= Input records =

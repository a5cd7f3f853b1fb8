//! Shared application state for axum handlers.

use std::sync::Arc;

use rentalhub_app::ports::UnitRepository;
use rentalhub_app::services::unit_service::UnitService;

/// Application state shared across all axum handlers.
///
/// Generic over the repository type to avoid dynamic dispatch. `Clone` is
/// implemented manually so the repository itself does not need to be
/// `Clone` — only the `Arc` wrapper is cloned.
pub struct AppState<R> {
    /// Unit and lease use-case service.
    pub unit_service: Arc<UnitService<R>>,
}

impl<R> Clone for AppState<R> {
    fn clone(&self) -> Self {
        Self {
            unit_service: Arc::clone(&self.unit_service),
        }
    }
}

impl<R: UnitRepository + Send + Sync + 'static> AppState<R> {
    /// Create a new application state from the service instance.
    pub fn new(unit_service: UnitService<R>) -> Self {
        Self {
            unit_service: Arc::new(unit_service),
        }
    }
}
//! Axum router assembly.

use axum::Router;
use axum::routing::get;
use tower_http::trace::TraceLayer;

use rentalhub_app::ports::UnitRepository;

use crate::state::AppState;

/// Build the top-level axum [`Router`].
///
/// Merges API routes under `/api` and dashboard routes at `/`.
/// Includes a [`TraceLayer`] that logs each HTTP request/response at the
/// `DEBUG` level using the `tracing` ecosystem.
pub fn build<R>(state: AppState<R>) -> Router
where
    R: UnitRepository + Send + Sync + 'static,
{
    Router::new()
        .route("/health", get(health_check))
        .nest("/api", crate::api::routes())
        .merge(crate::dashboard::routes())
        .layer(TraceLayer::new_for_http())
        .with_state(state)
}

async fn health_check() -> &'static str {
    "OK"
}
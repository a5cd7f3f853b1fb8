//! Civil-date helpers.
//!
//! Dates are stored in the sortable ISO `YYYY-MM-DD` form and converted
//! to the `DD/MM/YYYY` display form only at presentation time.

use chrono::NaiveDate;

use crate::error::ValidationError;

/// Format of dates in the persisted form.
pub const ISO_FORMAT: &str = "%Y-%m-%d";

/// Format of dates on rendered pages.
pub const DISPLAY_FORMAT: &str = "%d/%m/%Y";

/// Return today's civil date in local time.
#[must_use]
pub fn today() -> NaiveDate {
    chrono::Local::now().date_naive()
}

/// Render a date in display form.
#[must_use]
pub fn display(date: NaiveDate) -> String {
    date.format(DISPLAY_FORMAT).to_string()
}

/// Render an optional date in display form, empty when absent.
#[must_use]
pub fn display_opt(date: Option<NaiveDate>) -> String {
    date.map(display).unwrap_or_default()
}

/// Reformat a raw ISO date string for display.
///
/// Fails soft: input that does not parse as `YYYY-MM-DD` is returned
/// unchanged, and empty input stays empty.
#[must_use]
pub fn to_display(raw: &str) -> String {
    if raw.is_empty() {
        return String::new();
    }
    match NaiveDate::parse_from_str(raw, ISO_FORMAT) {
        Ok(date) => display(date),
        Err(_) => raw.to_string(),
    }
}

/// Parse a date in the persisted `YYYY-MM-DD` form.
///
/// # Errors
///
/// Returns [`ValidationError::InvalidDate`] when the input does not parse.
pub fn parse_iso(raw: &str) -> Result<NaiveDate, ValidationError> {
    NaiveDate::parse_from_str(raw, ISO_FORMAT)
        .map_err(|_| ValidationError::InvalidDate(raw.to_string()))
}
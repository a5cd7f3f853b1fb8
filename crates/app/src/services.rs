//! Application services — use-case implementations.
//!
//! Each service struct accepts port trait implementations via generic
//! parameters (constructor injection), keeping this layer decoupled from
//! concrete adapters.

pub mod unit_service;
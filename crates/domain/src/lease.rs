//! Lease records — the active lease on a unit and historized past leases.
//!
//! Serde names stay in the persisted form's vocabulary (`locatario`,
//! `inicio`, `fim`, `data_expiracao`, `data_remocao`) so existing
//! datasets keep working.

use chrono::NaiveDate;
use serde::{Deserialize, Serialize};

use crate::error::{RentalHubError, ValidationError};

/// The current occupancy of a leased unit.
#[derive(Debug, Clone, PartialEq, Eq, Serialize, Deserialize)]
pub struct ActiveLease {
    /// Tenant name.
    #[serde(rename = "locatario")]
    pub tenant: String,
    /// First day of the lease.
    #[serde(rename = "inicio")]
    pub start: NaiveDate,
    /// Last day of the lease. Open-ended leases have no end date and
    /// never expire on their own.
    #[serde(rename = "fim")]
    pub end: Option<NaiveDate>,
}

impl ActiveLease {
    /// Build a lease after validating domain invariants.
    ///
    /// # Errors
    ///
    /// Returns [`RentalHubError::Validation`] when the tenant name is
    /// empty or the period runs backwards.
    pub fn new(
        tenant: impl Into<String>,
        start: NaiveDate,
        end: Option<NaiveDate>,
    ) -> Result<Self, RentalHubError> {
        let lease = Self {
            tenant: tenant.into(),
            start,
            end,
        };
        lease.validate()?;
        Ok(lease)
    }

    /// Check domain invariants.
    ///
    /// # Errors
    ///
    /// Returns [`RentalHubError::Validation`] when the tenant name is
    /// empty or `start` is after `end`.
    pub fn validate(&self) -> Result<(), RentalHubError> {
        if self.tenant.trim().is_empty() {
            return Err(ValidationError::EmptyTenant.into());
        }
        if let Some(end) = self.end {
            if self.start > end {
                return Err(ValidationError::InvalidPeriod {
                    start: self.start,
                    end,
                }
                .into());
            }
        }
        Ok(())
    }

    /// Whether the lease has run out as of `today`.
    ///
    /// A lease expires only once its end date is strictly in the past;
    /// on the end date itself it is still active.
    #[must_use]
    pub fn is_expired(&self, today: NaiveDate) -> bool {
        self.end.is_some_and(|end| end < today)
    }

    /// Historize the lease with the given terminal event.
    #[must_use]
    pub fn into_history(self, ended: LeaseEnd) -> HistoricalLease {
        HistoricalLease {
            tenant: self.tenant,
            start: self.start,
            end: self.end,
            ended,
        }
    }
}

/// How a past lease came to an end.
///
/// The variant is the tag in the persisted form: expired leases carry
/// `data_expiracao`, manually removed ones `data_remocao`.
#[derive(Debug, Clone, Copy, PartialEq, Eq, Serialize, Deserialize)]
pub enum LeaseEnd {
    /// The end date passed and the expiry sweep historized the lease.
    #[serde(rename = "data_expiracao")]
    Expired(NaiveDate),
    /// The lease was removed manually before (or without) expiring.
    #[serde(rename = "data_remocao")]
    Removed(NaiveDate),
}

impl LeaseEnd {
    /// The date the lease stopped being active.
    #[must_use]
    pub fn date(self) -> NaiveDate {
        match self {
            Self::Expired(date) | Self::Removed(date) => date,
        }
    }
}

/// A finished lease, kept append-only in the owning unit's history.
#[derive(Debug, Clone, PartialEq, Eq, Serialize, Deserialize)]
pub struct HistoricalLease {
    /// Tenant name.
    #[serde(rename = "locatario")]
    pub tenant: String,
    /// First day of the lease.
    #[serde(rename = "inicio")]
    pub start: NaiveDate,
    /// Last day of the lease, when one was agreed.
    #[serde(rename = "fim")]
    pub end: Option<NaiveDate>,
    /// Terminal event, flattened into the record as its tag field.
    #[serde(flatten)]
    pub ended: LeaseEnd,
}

= Required work =
Restate, word for word and without additions, every line from the top of the listing above through the line that contains "lease use-case service.".

= Output of the exercise =
repository a5cd7f3f853b1fb8
//! Shared application state for axum handlers.

use std::sync::Arc;

use rentalhub_app::ports::UnitRepository;
use rentalhub_app::services::unit_service::UnitService;

/// Application state shared across all axum handlers.
///
/// Generic over the repository type to avoid dynamic dispatch. `Clone` is
/// implemented manually so the repository itself does not need to be
/// `Clone` — only the `Arc` wrapper is cloned.
pub struct AppState<R> {
    /// Unit and lease use-case service.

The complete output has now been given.